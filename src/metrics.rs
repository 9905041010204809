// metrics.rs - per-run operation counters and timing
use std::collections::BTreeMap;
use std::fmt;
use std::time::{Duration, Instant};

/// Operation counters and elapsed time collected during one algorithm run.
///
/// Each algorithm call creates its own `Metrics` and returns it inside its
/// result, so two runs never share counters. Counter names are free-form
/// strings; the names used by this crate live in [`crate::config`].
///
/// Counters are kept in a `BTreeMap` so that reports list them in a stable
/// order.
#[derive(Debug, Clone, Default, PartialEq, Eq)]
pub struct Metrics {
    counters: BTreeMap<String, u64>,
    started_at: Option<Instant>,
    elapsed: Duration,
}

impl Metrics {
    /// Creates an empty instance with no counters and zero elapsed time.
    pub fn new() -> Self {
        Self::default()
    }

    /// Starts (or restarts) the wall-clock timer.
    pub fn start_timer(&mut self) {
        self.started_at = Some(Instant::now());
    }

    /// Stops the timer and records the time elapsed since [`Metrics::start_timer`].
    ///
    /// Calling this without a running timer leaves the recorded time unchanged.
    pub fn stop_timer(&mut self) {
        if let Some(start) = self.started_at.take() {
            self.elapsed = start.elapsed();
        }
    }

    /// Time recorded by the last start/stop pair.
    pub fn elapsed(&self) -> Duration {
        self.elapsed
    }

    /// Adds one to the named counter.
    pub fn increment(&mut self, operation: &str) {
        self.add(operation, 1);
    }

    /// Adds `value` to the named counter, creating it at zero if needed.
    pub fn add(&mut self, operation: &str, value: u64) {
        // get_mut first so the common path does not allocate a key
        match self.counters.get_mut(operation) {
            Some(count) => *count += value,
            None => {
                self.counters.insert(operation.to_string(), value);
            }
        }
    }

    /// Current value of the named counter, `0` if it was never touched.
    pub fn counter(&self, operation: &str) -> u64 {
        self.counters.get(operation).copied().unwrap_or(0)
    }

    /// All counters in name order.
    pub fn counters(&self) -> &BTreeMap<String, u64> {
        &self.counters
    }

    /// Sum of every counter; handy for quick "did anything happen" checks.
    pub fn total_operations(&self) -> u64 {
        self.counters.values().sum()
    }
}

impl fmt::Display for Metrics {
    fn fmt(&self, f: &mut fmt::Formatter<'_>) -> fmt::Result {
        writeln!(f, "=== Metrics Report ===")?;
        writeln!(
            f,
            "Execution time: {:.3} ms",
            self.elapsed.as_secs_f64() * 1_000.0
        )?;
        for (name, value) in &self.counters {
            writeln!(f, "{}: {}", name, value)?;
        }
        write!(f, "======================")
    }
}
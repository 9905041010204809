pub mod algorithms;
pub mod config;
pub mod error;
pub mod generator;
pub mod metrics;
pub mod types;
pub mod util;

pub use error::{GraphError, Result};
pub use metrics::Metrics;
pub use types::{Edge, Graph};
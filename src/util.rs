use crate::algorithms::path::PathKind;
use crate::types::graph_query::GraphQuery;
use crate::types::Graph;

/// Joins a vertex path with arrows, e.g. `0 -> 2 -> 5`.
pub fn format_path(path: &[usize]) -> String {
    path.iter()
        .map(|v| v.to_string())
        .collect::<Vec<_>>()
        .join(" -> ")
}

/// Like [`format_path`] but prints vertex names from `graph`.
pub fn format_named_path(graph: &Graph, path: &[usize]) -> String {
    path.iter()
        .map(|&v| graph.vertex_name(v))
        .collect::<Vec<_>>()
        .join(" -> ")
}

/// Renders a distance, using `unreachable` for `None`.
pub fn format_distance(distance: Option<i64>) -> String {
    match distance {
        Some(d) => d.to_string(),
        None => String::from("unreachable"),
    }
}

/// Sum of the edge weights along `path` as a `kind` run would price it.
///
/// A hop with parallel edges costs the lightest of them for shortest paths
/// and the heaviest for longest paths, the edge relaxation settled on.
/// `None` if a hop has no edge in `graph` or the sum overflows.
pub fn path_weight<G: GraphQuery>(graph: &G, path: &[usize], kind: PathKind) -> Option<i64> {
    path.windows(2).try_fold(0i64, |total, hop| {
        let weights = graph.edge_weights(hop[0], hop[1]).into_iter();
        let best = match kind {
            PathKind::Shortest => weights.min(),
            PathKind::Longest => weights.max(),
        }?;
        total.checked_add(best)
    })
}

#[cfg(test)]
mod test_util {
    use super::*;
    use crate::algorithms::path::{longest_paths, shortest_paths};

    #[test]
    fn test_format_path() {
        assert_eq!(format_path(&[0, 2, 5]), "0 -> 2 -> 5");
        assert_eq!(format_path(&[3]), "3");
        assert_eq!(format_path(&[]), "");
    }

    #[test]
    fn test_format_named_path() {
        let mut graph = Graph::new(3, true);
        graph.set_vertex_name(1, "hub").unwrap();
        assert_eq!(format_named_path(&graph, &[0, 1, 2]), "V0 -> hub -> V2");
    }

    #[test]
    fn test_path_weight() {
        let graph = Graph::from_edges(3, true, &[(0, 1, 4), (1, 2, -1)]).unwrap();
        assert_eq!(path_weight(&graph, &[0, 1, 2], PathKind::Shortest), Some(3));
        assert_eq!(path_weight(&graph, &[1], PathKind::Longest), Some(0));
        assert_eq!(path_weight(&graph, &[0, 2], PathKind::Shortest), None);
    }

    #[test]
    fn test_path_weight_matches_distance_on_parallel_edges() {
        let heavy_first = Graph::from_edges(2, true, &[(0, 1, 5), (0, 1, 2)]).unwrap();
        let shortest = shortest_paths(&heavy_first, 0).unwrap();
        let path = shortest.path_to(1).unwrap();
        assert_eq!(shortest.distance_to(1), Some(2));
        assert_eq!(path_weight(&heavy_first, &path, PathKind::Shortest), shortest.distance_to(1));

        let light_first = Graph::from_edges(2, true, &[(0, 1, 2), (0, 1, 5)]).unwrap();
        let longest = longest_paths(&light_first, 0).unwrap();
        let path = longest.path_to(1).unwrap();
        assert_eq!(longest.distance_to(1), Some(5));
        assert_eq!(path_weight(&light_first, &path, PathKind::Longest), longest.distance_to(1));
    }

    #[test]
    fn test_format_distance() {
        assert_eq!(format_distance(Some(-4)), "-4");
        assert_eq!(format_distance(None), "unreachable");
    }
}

WORK INSTRUCTIONS - Only the lines above starting at the line that holds "let weights = graph.edge_weights(hop[0], hop[1]).into_iter();" and ending at the line that holds "let path = longest.path_to(1).unwrap();" are to be repeated, exactly and in full.

REPLY TO THE EXERCISE -
        let weights = graph.edge_weights(hop[0], hop[1]).into_iter();
        let best = match kind {
            PathKind::Shortest => weights.min(),
            PathKind::Longest => weights.max(),
        }?;
        total.checked_add(best)
    })
}

#[cfg(test)]
mod test_util {
    use super::*;
    use crate::algorithms::path::{longest_paths, shortest_paths};

    #[test]
    fn test_format_path() {
        assert_eq!(format_path(&[0, 2, 5]), "0 -> 2 -> 5");
        assert_eq!(format_path(&[3]), "3");
        assert_eq!(format_path(&[]), "");
    }

    #[test]
    fn test_format_named_path() {
        let mut graph = Graph::new(3, true);
        graph.set_vertex_name(1, "hub").unwrap();
        assert_eq!(format_named_path(&graph, &[0, 1, 2]), "V0 -> hub -> V2");
    }

    #[test]
    fn test_path_weight() {
        let graph = Graph::from_edges(3, true, &[(0, 1, 4), (1, 2, -1)]).unwrap();
        assert_eq!(path_weight(&graph, &[0, 1, 2], PathKind::Shortest), Some(3));
        assert_eq!(path_weight(&graph, &[1], PathKind::Longest), Some(0));
        assert_eq!(path_weight(&graph, &[0, 2], PathKind::Shortest), None);
    }

    #[test]
    fn test_path_weight_matches_distance_on_parallel_edges() {
        let heavy_first = Graph::from_edges(2, true, &[(0, 1, 5), (0, 1, 2)]).unwrap();
        let shortest = shortest_paths(&heavy_first, 0).unwrap();
        let path = shortest.path_to(1).unwrap();
        assert_eq!(shortest.distance_to(1), Some(2));
        assert_eq!(path_weight(&heavy_first, &path, PathKind::Shortest), shortest.distance_to(1));

        let light_first = Graph::from_edges(2, true, &[(0, 1, 2), (0, 1, 5)]).unwrap();
        let longest = longest_paths(&light_first, 0).unwrap();
        let path = longest.path_to(1).unwrap();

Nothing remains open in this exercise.